▶ What to work on
Go through the data and retrieve each line that includes the string "resource".

▶ Available data
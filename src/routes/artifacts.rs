use actix_web::{HttpRequest, HttpResponse, Result as ActixResult, web};
use once_cell::sync::Lazy;

use crate::middlewares;
use crate::models::artifacts::requests::{AssignReviewsRequest, SubmitArtifactRequest};
use crate::services::{ArtifactService, ReportService, ReviewService};
use crate::utils::{SafeArtifactIdI64, SafeAssignmentIdI64};

// 懒加载的全局服务实例
static ARTIFACT_SERVICE: Lazy<ArtifactService> = Lazy::new(ArtifactService::new_lazy);
static REVIEW_SERVICE: Lazy<ReviewService> = Lazy::new(ReviewService::new_lazy);
static REPORT_SERVICE: Lazy<ReportService> = Lazy::new(ReportService::new_lazy);

// HTTP处理程序
pub async fn submit_artifact(
    req: HttpRequest,
    assignment_id: SafeAssignmentIdI64,
    artifact_data: web::Json<SubmitArtifactRequest>,
) -> ActixResult<HttpResponse> {
    ARTIFACT_SERVICE
        .submit_artifact(&req, assignment_id.0, artifact_data.into_inner())
        .await
}

pub async fn list_artifacts(
    req: HttpRequest,
    assignment_id: SafeAssignmentIdI64,
) -> ActixResult<HttpResponse> {
    ARTIFACT_SERVICE.list_artifacts(&req, assignment_id.0).await
}

pub async fn get_artifact(
    req: HttpRequest,
    artifact_id: SafeArtifactIdI64,
) -> ActixResult<HttpResponse> {
    ARTIFACT_SERVICE.get_artifact(&req, artifact_id.0).await
}

pub async fn assign_reviews(
    req: HttpRequest,
    artifact_id: SafeArtifactIdI64,
    assign_data: web::Json<AssignReviewsRequest>,
) -> ActixResult<HttpResponse> {
    ARTIFACT_SERVICE
        .assign_reviews(&req, artifact_id.0, assign_data.into_inner())
        .await
}

pub async fn list_artifact_reviews(
    req: HttpRequest,
    artifact_id: SafeArtifactIdI64,
) -> ActixResult<HttpResponse> {
    REVIEW_SERVICE
        .list_artifact_reviews(&req, artifact_id.0)
        .await
}

pub async fn get_artifact_report(
    req: HttpRequest,
    artifact_id: SafeArtifactIdI64,
) -> ActixResult<HttpResponse> {
    REPORT_SERVICE
        .get_artifact_report(&req, artifact_id.0)
        .await
}

pub async fn get_artifact_keywords(
    req: HttpRequest,
    artifact_id: SafeArtifactIdI64,
) -> ActixResult<HttpResponse> {
    REPORT_SERVICE
        .get_artifact_keywords(&req, artifact_id.0)
        .await
}

// 配置路由
pub fn configure_artifacts_routes(cfg: &mut web::ServiceConfig) {
    cfg.service(
        web::scope("/api/v1/assignments/{assignment_id}/artifacts")
            .wrap(middlewares::RequireJWT)
            .service(
                web::resource("")
                    .route(web::post().to(submit_artifact))
                    .route(web::get().to(list_artifacts)),
            ),
    );

    cfg.service(
        web::scope("/api/v1/artifacts")
            .wrap(middlewares::RequireJWT)
            .service(web::resource("/{artifact_id}").route(web::get().to(get_artifact)))
            .service(
                web::resource("/{artifact_id}/reviews")
                    // 分配互评 / 查看互评情况
                    .route(web::post().to(assign_reviews))
                    .route(web::get().to(list_artifact_reviews)),
            )
            .service(
                // 提交物报表：分区 -> 题目 -> 聚合
                web::resource("/{artifact_id}/report").route(web::get().to(get_artifact_report)),
            )
            .service(
                // 自由文本关键词
                web::resource("/{artifact_id}/keywords")
                    .route(web::get().to(get_artifact_keywords)),
            ),
    );
}
//! 评审提交时点结算
//!
//! 截止判定用美西时间（课程运营所在时区）：
//! 过期提交记 LATE，按时提交记 COMPLETED；
//! 作业没有配问卷时返回独立的 SurveyNotConfigured 结果，调用方必须分支处理，
//! 这不是错误也不允许 panic。

use chrono::{DateTime, Utc};
use chrono_tz::US::Pacific;

use crate::models::reviews::entities::ReviewStatus;
use crate::models::surveys::entities::FeedbackSurvey;

/// 提交时点结算结果
#[derive(Debug, Clone, Copy, PartialEq, Eq)]
pub enum ReviewTiming {
    /// 按时提交
    Completed,
    /// 过期提交
    Late,
    /// 作业没有配置问卷，无法结算
    SurveyNotConfigured,
}

impl ReviewTiming {
    /// 结算出的评审状态；未配置问卷时没有状态可落
    pub fn status(&self) -> Option<ReviewStatus> {
        match self {
            ReviewTiming::Completed => Some(ReviewStatus::Completed),
            ReviewTiming::Late => Some(ReviewStatus::Late),
            ReviewTiming::SurveyNotConfigured => None,
        }
    }
}

/// 按问卷截止时间结算一次提交
pub fn resolve_submission_status(
    survey: Option<&FeedbackSurvey>,
    submitted_at: DateTime<Utc>,
) -> ReviewTiming {
    let Some(survey) = survey else {
        return ReviewTiming::SurveyNotConfigured;
    };

    let Some(date_due) = survey.date_due else {
        // 没设截止时间的问卷永远按时
        return ReviewTiming::Completed;
    };

    // 统一换算到美西时间再比较
    let due_pacific = date_due.with_timezone(&Pacific);
    let submitted_pacific = submitted_at.with_timezone(&Pacific);

    if submitted_pacific > due_pacific {
        ReviewTiming::Late
    } else {
        ReviewTiming::Completed
    }
}

#[cfg(test)]
mod tests {
    use super::*;
    use chrono::TimeZone;

    fn survey_due_at(date_due: Option<DateTime<Utc>>) -> FeedbackSurvey {
        FeedbackSurvey {
            id: 1,
            assignment_id: 1,
            template_name: "Default template".to_string(),
            instructions: None,
            date_due,
            created_at: Utc::now(),
            updated_at: Utc::now(),
        }
    }

    #[test]
    fn test_submission_before_due_is_completed() {
        let due = Utc.with_ymd_and_hms(2026, 3, 10, 8, 0, 0).unwrap();
        let submitted = Utc.with_ymd_and_hms(2026, 3, 9, 8, 0, 0).unwrap();
        let survey = survey_due_at(Some(due));

        assert_eq!(
            resolve_submission_status(Some(&survey), submitted),
            ReviewTiming::Completed
        );
    }

    #[test]
    fn test_submission_after_due_is_late() {
        let due = Utc.with_ymd_and_hms(2026, 3, 10, 8, 0, 0).unwrap();
        let submitted = Utc.with_ymd_and_hms(2026, 3, 10, 8, 0, 1).unwrap();
        let survey = survey_due_at(Some(due));

        assert_eq!(
            resolve_submission_status(Some(&survey), submitted),
            ReviewTiming::Late
        );
    }

    #[test]
    fn test_submission_exactly_at_due_is_completed() {
        let due = Utc.with_ymd_and_hms(2026, 3, 10, 8, 0, 0).unwrap();
        let survey = survey_due_at(Some(due));

        assert_eq!(
            resolve_submission_status(Some(&survey), due),
            ReviewTiming::Completed
        );
    }

    #[test]
    fn test_missing_survey_is_a_sentinel_not_a_panic() {
        let timing = resolve_submission_status(None, Utc::now());
        assert_eq!(timing, ReviewTiming::SurveyNotConfigured);
        assert_eq!(timing.status(), None);
    }

    #[test]
    fn test_survey_without_due_date_is_always_on_time() {
        let survey = survey_due_at(None);
        assert_eq!(
            resolve_submission_status(Some(&survey), Utc::now()),
            ReviewTiming::Completed
        );
    }

    #[test]
    fn test_timing_maps_to_review_status() {
        assert_eq!(
            ReviewTiming::Completed.status(),
            Some(ReviewStatus::Completed)
        );
        assert_eq!(ReviewTiming::Late.status(), Some(ReviewStatus::Late));
    }
}
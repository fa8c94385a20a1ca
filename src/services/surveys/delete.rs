use actix_web::{HttpRequest, HttpResponse, Result as ActixResult};
use tracing::info;

use super::SurveyService;
use crate::models::{ApiResponse, ErrorCode};

/// 删除问卷
/// DELETE /assignments/{assignment_id}/survey
pub async fn delete_survey(
    service: &SurveyService,
    request: &HttpRequest,
    assignment_id: i64,
) -> ActixResult<HttpResponse> {
    let storage = service.get_storage(request);

    let survey = match storage.get_survey_by_assignment_id(assignment_id).await {
        Ok(Some(survey)) => survey,
        Ok(None) => {
            return Ok(HttpResponse::NotFound().json(ApiResponse::error_empty(
                ErrorCode::SurveyNotFound,
                "该作业没有问卷",
            )));
        }
        Err(e) => {
            return Ok(
                HttpResponse::InternalServerError().json(ApiResponse::error_empty(
                    ErrorCode::InternalServerError,
                    format!("查询问卷失败: {e}"),
                )),
            );
        }
    };

    match storage.delete_survey(survey.id).await {
        Ok(true) => {
            info!("Survey {} deleted", survey.id);
            Ok(HttpResponse::Ok().json(ApiResponse::success_empty("问卷已删除")))
        }
        Ok(false) => Ok(HttpResponse::NotFound().json(ApiResponse::error_empty(
            ErrorCode::SurveyNotFound,
            "问卷不存在",
        ))),
        Err(e) => Ok(
            HttpResponse::InternalServerError().json(ApiResponse::error_empty(
                ErrorCode::InternalServerError,
                format!("删除问卷失败: {e}"),
            )),
        ),
    }
}
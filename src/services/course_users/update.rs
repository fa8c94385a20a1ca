use actix_web::{HttpRequest, HttpResponse, Result as ActixResult};
use tracing::info;

use super::CourseUserService;
use crate::models::course_users::requests::UpdateCourseUserRequest;
use crate::models::{ApiResponse, ErrorCode};

/// 更新注册信息（角色变更、团队切换）
/// PUT /courses/{course_id}/members/{course_user_id}
///
/// 团队切换的整个序列（脱离旧团队、清理空团队、找到或创建新团队、
/// 挂新团队）由存储层在单事务内完成。
pub async fn update_course_user(
    service: &CourseUserService,
    request: &HttpRequest,
    course_id: i64,
    course_user_id: i64,
    req: UpdateCourseUserRequest,
) -> ActixResult<HttpResponse> {
    let storage = service.get_storage(request);

    match storage
        .update_course_user(course_id, course_user_id, req)
        .await
    {
        Ok(Some(course_user)) => {
            info!("Course user {} updated in course {}", course_user_id, course_id);
            Ok(HttpResponse::Ok().json(ApiResponse::success(course_user, "注册信息更新成功")))
        }
        Ok(None) => Ok(HttpResponse::NotFound().json(ApiResponse::error_empty(
            ErrorCode::CourseUserNotFound,
            "该课程下没有这个注册",
        ))),
        Err(e) => Ok(
            HttpResponse::InternalServerError().json(ApiResponse::error_empty(
                ErrorCode::InternalServerError,
                format!("更新注册失败: {e}"),
            )),
        ),
    }
}
use actix_web::{HttpRequest, HttpResponse, Result as ActixResult};
use tracing::{error, info};

use super::RuleService;
use crate::models::rules::requests::CreateRuleRequest;
use crate::models::{ApiResponse, ErrorCode};

/// 创建规则
/// POST /rules
pub async fn create_rule(
    service: &RuleService,
    request: &HttpRequest,
    req: CreateRuleRequest,
) -> ActixResult<HttpResponse> {
    let storage = service.get_storage(request);

    if req.name.trim().is_empty() {
        return Ok(HttpResponse::UnprocessableEntity().json(ApiResponse::error_empty(
            ErrorCode::ValidationFailed,
            "规则名称不能为空",
        )));
    }

    match storage.create_rule(req).await {
        Ok(rule) => {
            info!("Rule '{}' created", rule.name);
            Ok(HttpResponse::Created().json(ApiResponse::success(rule, "规则创建成功")))
        }
        Err(e) => {
            error!("Failed to create rule: {}", e);
            Ok(
                HttpResponse::InternalServerError().json(ApiResponse::error_empty(
                    ErrorCode::InternalServerError,
                    format!("创建规则失败: {e}"),
                )),
            )
        }
    }
}
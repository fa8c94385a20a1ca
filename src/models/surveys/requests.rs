use crate::models::surveys::entities::QuestionType;
use chrono::{DateTime, Utc};
use serde::Deserialize;
use ts_rs::TS;

/// 创建问卷请求
#[derive(Debug, Deserialize, TS)]
#[ts(export, export_to = "../frontend/src/types/generated/survey.ts")]
pub struct CreateSurveyRequest {
    pub template_name: String,
    pub instructions: Option<String>,
    pub date_due: Option<DateTime<Utc>>, // ISO 8601 格式
}

/// 更新问卷请求
#[derive(Debug, Deserialize, TS)]
#[ts(export, export_to = "../frontend/src/types/generated/survey.ts")]
pub struct UpdateSurveyRequest {
    pub template_name: Option<String>,
    pub instructions: Option<String>,
    pub date_due: Option<DateTime<Utc>>,
}

/// 创建分区请求
#[derive(Debug, Deserialize, TS)]
#[ts(export, export_to = "../frontend/src/types/generated/survey.ts")]
pub struct CreateSectionRequest {
    pub title: String,
    pub is_required: Option<bool>,
    pub position: Option<i32>,
}

/// 创建题目请求
#[derive(Debug, Deserialize, TS)]
#[ts(export, export_to = "../frontend/src/types/generated/survey.ts")]
pub struct CreateQuestionRequest {
    pub section_id: i64,
    pub text: String,
    pub question_type: QuestionType,
    pub number_of_scale: Option<i32>,
    pub number_of_text: Option<i32>,
    pub is_required: Option<bool>,
    pub position: Option<i32>,
    /// 选择题的选项文本，保持提交顺序
    pub option_choices: Option<Vec<String>>,
}

/// 更新题目请求
#[derive(Debug, Deserialize, TS)]
#[ts(export, export_to = "../frontend/src/types/generated/survey.ts")]
pub struct UpdateQuestionRequest {
    pub text: Option<String>,
    pub number_of_scale: Option<i32>,
    pub number_of_text: Option<i32>,
    pub is_required: Option<bool>,
    pub position: Option<i32>,
}
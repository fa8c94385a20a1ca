use actix_web::{HttpRequest, HttpResponse, Result as ActixResult};
use tracing::info;

use super::ReviewService;
use crate::middlewares::RequireJWT;
use crate::models::course_users::entities::CourseRole;
use crate::models::reviews::entities::ReviewStatus;
use crate::models::users::entities::UserRole;
use crate::models::{ApiResponse, ErrorCode};

/// 重开评审（允许评审者重新编辑）
/// POST /reviews/{id}/reopen
pub async fn reopen_review(
    service: &ReviewService,
    request: &HttpRequest,
    review_id: i64,
) -> ActixResult<HttpResponse> {
    let storage = service.get_storage(request);

    let current_user = match RequireJWT::extract_user_claims(request) {
        Some(user) => user,
        None => {
            return Ok(HttpResponse::Unauthorized()
                .json(ApiResponse::error_empty(ErrorCode::Unauthorized, "未登录")));
        }
    };

    // 定位评审所属课程
    let review = match storage.get_review_by_id(review_id).await {
        Ok(Some(review)) => review,
        Ok(None) => {
            return Ok(HttpResponse::NotFound().json(ApiResponse::error_empty(
                ErrorCode::ReviewNotFound,
                "评审任务不存在",
            )));
        }
        Err(e) => {
            return Ok(
                HttpResponse::InternalServerError().json(ApiResponse::error_empty(
                    ErrorCode::InternalServerError,
                    format!("查询评审失败: {e}"),
                )),
            );
        }
    };

    // 重开是教学动作：平台管理员或课程教师可以执行
    if current_user.role != UserRole::Admin {
        let reviewer = match storage.get_course_user_by_id(review.reviewer_id).await {
            Ok(Some(registration)) => registration,
            Ok(None) => {
                return Ok(HttpResponse::NotFound().json(ApiResponse::error_empty(
                    ErrorCode::CourseUserNotFound,
                    "评审者注册不存在",
                )));
            }
            Err(e) => {
                return Ok(
                    HttpResponse::InternalServerError().json(ApiResponse::error_empty(
                        ErrorCode::InternalServerError,
                        format!("查询注册失败: {e}"),
                    )),
                );
            }
        };

        match storage
            .get_course_user_by_user_id_and_course_id(current_user.id, reviewer.course_id)
            .await
        {
            Ok(Some(cu)) if cu.role == CourseRole::Instructor => {}
            Ok(_) => {
                return Ok(HttpResponse::Forbidden().json(ApiResponse::error_empty(
                    ErrorCode::CoursePermissionDenied,
                    "只有课程教师可以重开评审",
                )));
            }
            Err(e) => {
                return Ok(
                    HttpResponse::InternalServerError().json(ApiResponse::error_empty(
                        ErrorCode::InternalServerError,
                        format!("查询课程成员失败: {e}"),
                    )),
                );
            }
        }
    }

    match storage
        .update_review_status(review_id, ReviewStatus::Reopen)
        .await
    {
        Ok(Some(review)) => {
            info!("Review {} reopened by user {}", review_id, current_user.id);
            Ok(HttpResponse::Ok().json(ApiResponse::success(review, "评审已重开")))
        }
        Ok(None) => Ok(HttpResponse::NotFound().json(ApiResponse::error_empty(
            ErrorCode::ReviewNotFound,
            "评审任务不存在",
        ))),
        Err(e) => Ok(
            HttpResponse::InternalServerError().json(ApiResponse::error_empty(
                ErrorCode::InternalServerError,
                format!("重开评审失败: {e}"),
            )),
        ),
    }
}
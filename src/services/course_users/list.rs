use actix_web::{HttpRequest, HttpResponse, Result as ActixResult};

use super::CourseUserService;
use crate::models::course_users::requests::{CourseUserQuery, CourseUserQueryParams};
use crate::models::{ApiResponse, ErrorCode};

/// 列出课程内注册
/// GET /courses/{course_id}/members
pub async fn list_course_users(
    service: &CourseUserService,
    request: &HttpRequest,
    course_id: i64,
    params: CourseUserQueryParams,
) -> ActixResult<HttpResponse> {
    let storage = service.get_storage(request);

    let query = CourseUserQuery {
        page: Some(params.pagination.page),
        size: Some(params.pagination.size),
        search: params.search,
    };

    match storage
        .list_course_users_with_pagination(course_id, query)
        .await
    {
        Ok(response) => Ok(HttpResponse::Ok().json(ApiResponse::success(response, "查询成功"))),
        Err(e) => Ok(
            HttpResponse::InternalServerError().json(ApiResponse::error_empty(
                ErrorCode::InternalServerError,
                format!("查询注册列表失败: {e}"),
            )),
        ),
    }
}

▶ Problem solution
                web::resource("")
            .service(web::resource("/{artifact_id}").route(web::get().to(get_artifact)))
                web::resource("/{artifact_id}/reviews")
                web::resource("/{artifact_id}/report").route(web::get().to(get_artifact_report)),
                web::resource("/{artifact_id}/keywords")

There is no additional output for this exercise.